Records contained in a dataset:
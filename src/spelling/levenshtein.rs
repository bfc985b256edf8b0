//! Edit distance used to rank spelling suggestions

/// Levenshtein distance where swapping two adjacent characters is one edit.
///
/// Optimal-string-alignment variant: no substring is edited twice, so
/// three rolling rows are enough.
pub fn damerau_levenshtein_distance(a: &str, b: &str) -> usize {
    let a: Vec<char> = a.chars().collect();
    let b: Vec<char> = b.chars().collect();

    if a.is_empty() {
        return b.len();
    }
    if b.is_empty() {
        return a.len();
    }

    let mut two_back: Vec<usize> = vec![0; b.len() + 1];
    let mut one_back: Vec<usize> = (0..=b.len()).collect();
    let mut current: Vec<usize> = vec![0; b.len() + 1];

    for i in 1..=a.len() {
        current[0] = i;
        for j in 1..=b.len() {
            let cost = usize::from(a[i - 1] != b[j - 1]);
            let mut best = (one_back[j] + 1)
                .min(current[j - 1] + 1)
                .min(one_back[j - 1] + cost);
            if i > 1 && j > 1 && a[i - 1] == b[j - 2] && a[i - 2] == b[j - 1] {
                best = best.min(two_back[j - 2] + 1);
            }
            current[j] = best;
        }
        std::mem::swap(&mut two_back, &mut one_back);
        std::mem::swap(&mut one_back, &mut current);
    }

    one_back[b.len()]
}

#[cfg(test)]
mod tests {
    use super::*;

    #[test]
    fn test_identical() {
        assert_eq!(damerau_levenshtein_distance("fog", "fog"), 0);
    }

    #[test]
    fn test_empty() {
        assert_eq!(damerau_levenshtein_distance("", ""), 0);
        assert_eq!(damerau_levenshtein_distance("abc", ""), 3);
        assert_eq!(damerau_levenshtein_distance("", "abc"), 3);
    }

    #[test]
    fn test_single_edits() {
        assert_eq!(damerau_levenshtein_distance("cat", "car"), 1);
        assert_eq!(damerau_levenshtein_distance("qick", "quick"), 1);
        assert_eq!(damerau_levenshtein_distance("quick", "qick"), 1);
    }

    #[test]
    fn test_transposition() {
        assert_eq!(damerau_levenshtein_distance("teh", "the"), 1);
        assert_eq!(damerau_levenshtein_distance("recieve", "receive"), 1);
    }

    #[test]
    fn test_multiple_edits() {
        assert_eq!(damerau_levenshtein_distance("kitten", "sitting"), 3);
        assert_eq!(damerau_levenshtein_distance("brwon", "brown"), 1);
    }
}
--
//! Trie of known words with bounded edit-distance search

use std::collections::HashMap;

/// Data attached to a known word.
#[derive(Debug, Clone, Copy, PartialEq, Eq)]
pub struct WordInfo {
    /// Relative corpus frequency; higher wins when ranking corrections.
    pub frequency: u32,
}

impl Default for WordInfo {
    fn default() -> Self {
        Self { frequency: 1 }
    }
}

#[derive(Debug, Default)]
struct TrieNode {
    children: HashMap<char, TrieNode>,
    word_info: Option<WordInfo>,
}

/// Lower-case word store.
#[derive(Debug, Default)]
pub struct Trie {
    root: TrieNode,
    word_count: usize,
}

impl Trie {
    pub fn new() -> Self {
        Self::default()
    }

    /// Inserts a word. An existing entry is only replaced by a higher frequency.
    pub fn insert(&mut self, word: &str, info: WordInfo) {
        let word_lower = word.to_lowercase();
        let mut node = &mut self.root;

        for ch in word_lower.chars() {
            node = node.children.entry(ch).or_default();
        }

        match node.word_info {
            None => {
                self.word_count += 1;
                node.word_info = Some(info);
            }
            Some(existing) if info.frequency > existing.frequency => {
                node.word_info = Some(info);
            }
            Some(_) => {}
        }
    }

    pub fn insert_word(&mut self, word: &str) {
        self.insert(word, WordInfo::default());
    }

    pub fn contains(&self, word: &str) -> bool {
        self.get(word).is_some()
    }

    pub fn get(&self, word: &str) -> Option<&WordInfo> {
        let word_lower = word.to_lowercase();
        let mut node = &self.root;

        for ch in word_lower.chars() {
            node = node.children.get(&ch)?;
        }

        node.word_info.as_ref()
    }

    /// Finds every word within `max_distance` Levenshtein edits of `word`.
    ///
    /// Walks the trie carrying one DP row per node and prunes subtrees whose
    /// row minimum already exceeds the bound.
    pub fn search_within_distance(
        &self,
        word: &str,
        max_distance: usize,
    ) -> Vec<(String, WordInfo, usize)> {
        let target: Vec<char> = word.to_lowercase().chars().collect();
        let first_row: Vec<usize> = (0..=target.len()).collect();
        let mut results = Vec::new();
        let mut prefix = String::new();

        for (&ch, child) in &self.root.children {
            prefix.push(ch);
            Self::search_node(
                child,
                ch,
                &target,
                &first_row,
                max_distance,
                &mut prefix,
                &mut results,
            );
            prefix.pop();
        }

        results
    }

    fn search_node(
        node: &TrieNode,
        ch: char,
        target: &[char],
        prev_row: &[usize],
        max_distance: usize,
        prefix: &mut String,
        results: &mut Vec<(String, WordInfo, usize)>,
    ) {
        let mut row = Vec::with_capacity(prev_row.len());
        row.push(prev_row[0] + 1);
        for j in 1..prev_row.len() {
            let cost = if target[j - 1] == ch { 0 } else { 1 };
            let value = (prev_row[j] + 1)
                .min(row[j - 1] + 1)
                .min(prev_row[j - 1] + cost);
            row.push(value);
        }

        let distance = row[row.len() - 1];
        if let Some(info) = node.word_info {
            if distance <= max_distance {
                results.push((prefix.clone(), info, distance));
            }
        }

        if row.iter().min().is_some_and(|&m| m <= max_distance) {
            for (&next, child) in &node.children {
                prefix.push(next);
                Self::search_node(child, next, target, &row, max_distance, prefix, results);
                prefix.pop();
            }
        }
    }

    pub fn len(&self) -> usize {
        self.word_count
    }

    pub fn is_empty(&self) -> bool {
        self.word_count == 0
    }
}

WHAT YOU NEED TO DO:
Look over the records above and copy each line that includes the string "existing".

ANSWER BOX:
    /// Inserts a word. An existing entry is only replaced by a higher frequency.
            Some(existing) if info.frequency > existing.frequency => {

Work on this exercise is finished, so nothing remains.